Search the records for the string "struct", and show each line where it appears.

▸ Entries shown
--

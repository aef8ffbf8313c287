// ==========================================
// 整车配置规划 - 概率推导结果
// ==========================================

use serde::{Deserialize, Serialize};
use std::collections::BTreeMap;

/// 特征值ID → 概率
pub type ProbabilityMap = BTreeMap<String, f64>;

/// 类别ID → 概率分布
pub type ClassProbabilities = BTreeMap<String, ProbabilityMap>;

/// 类别ID → (特征值ID → 产量)
pub type VolumeMap = BTreeMap<String, BTreeMap<String, i64>>;

/// 计算步骤 (可解释性日志)
#[derive(Debug, Clone, PartialEq, Serialize, Deserialize)]
#[serde(tag = "type", rename_all = "snake_case")]
pub enum CalculationStep {
    /// 独立类的区域禁售 + 按比例重分配
    #[serde(rename_all = "camelCase")]
    Exclusion {
        region_id: String,
        class_id: String,
        excluded: Vec<String>,
        excluded_mass: f64,
        redistributed: bool,
        description: String,
    },
    /// 区域类 (方向盘) 概率
    #[serde(rename_all = "camelCase")]
    Regional {
        class_id: String,
        description: String,
        details: String,
    },
    /// 单条依赖规则的贡献
    #[serde(rename_all = "camelCase")]
    Dependency {
        rule_id: String,
        rule_name: String,
        source_class: String,
        source_values: Vec<String>,
        target_class: String,
        contribution: f64,
        distribution: BTreeMap<String, f64>,
    },
    /// 依赖类的区域禁售 + 归一
    #[serde(rename_all = "camelCase")]
    DependentExclusion {
        region_id: String,
        class_id: String,
        excluded: Vec<String>,
        excluded_mass: f64,
        description: String,
    },
    /// 最终归一化
    #[serde(rename_all = "camelCase")]
    Normalization {
        class_id: String,
        total_before: f64,
    },
}

/// 单个区域的概览
#[derive(Debug, Clone, PartialEq, Serialize, Deserialize)]
#[serde(rename_all = "camelCase")]
pub struct RegionBreakdown {
    pub region_id: String,
    pub name: String,
    pub volume_share: f64,
    pub steering_value: String,
    pub exclusions: BTreeMap<String, Vec<String>>,
    /// round(baseVolume × volumeShare)
    pub volume: i64,
}

/// 概率推导结果
#[derive(Debug, Clone, Default, PartialEq, Serialize, Deserialize)]
#[serde(rename_all = "camelCase")]
pub struct DerivationResult {
    pub independent: ClassProbabilities,
    pub dependent: ClassProbabilities,
    pub regional: ClassProbabilities,
    pub volumes: VolumeMap,
    pub steps: Vec<CalculationStep>,
    pub base_volume: u64,
    #[serde(default)]
    pub by_region: Vec<RegionBreakdown>,
}

impl DerivationResult {
    /// 按 independent → dependent → regional 顺序查找类别分布
    pub fn distribution(&self, class_id: &str) -> Option<&ProbabilityMap> {
        self.independent
            .get(class_id)
            .or_else(|| self.dependent.get(class_id))
            .or_else(|| self.regional.get(class_id))
    }

    pub fn probability(&self, class_id: &str, characteristic_id: &str) -> f64 {
        self.distribution(class_id)
            .and_then(|m| m.get(characteristic_id))
            .copied()
            .unwrap_or(0.0)
    }

    pub fn volume(&self, class_id: &str, characteristic_id: &str) -> i64 {
        self.volumes
            .get(class_id)
            .and_then(|m| m.get(characteristic_id))
            .copied()
            .unwrap_or(0)
    }
}

/// 输入分布合计检查
#[derive(Debug, Clone, Copy, PartialEq, Serialize, Deserialize)]
#[serde(rename_all = "camelCase")]
pub struct ProbabilityCheck {
    pub sum: f64,
    pub valid: bool,
}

--

▸ Answer box
pub struct RegionBreakdown {
pub struct DerivationResult {
pub struct ProbabilityCheck {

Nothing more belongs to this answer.